離婚して、名ばかりのフリーターとして親のすねをかじって暮らす利保子。暇と倦怠感を持て余す彼女には4人の男がいる。恋人ではなくて、男。男の気に入ったところだけに目を向け、飽きるまでは手放さない、そして、互いの存在消えたとしてもお互いに涙も流さないそんな関係。そんな利保子を中心に、いろいろな男女の関係が描かれる。
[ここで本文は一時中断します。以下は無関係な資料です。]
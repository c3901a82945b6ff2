//! Worked conversion examples.

use std::fmt;

use serde::{Deserialize, Serialize};

use crate::catalog::UnitCatalog;
use crate::generator::format_number;
use crate::model::{Problem, SolvedProblem};

/// A problem with a step-by-step explanation of its answer.
#[derive(Debug, Clone, PartialEq, Serialize, Deserialize)]
pub struct WorkedExample {
    pub question: String,
    pub explanation: String,
    pub answer: f64,
}

impl WorkedExample {
    /// Explain a generated problem, including the arithmetic through the
    /// base unit when the catalog knows the problem's group.
    pub fn from_problem(problem: &Problem, catalog: &UnitCatalog) -> Self {
        let mut explanation = method_lines(
            &format_number(problem.value),
            &problem.from_unit,
            &problem.to_unit,
            problem.answer,
        );

        let units = catalog.group(&problem.group).and_then(|g| {
            Some((
                g.unit(&problem.from_unit)?,
                g.unit(&problem.to_unit)?,
                g.base_unit()?,
            ))
        });
        if let Some((from, to, base)) = units {
            let in_base = problem.value * from.to_base;
            explanation.push_str(&format!(
                "\nStep 1: {} {} × {} = {} {}",
                format_number(problem.value),
                from.name,
                format_precise(from.to_base),
                format_precise(in_base),
                base.name
            ));
            explanation.push_str(&format!(
                "\nStep 2: {} {} ÷ {} = {} {}",
                format_precise(in_base),
                base.name,
                format_precise(to.to_base),
                format_number(problem.answer),
                to.name
            ));
        }

        Self {
            question: problem.question.clone(),
            explanation,
            answer: problem.answer,
        }
    }

    /// Explain an answered problem from its recorded value and units.
    ///
    /// Records saved without units are explained from the question text.
    pub fn from_solved(solved: &SolvedProblem) -> Self {
        if !solved.has_units() {
            return Self::from_question(&solved.question, solved.correct);
        }
        Self {
            question: solved.question.clone(),
            explanation: method_lines(
                &format_number(solved.value),
                &solved.from_unit,
                &solved.to_unit,
                solved.correct,
            ),
            answer: solved.correct,
        }
    }

    /// Explain a problem known only by its text.
    ///
    /// Falls back to a bare "Answer: <value>" when the text is not of the
    /// form "Convert X unitA to unitB".
    pub fn from_question(question: &str, answer: f64) -> Self {
        let explanation = match parse_question(question) {
            Some(parsed) => method_lines(parsed.value, parsed.from_unit, parsed.to_unit, answer),
            None => format!("Answer: {}", format_number(answer)),
        };
        Self {
            question: question.to_string(),
            explanation,
            answer,
        }
    }
}

impl fmt::Display for WorkedExample {
    fn fmt(&self, f: &mut fmt::Formatter<'_>) -> fmt::Result {
        writeln!(f, "Problem: {}", self.question)?;
        writeln!(f, "Solution: {}", self.explanation)?;
        write!(f, "Answer: {}", format_number(self.answer))
    }
}

fn method_lines(value: &str, from: &str, to: &str, answer: f64) -> String {
    format!(
        "Method: Convert {value} {from} to base units, then to {to}.\nCalculated answer: {} {to}",
        format_number(answer)
    )
}

/// Like `format_number` but keeps up to six decimals for intermediate values.
fn format_precise(n: f64) -> String {
    if n.fract() == 0.0 || !n.is_finite() {
        return format_number(n);
    }
    let fixed = format!("{n:.6}");
    fixed
        .trim_end_matches('0')
        .trim_end_matches('.')
        .to_string()
}

/// The pieces of a "Convert X unitA to unitB (Group)" question.
#[derive(Debug, Clone, Copy, PartialEq, Eq)]
pub struct ParsedQuestion<'a> {
    pub value: &'a str,
    pub from_unit: &'a str,
    pub to_unit: &'a str,
}

/// Parse question text back into value and units.
///
/// The keyword is matched case-insensitively, unit names may contain spaces
/// ("fl oz"), and a trailing "(Group)" is ignored.
pub fn parse_question(text: &str) -> Option<ParsedQuestion<'_>> {
    let text = text.trim();
    let keyword = text.get(..7)?;
    if !keyword.eq_ignore_ascii_case("convert") {
        return None;
    }
    let rest = &text[7..];
    if !rest.starts_with(char::is_whitespace) {
        return None;
    }

    let (value, rest) = rest.trim_start().split_once(char::is_whitespace)?;
    if value.is_empty() || !value.chars().all(|c| c.is_ascii_digit() || c == '.') {
        return None;
    }

    let (from_unit, rest) = rest.trim_start().split_once(" to ")?;
    let to_unit = rest.split('(').next().unwrap_or_default().trim();
    let from_unit = from_unit.trim();
    if from_unit.is_empty() || to_unit.is_empty() {
        return None;
    }

    Some(ParsedQuestion {
        value,
        from_unit,
        to_unit,
    })
}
胸やけしそうな登場人物にイライラしてしまうと共に、なんとなくわかる部分もあるというような小説でした。ただ、自分が不安になると、自分と違う生き方の他人を攻撃するとのくだりには、ぎょっとしました。まさにその通り。私自身は、利保子のような人物を攻撃して生きている人間だと思います。自分自身の美学には反するけれど、自分の生き方を信じられない自分が確かに心の中にいます。この行為の醜悪さは、文章で読むと格別で、落ち込んでしまいました。とは思うけれど、利保子が実在したら、彼女を許容することはできないだろうなあ。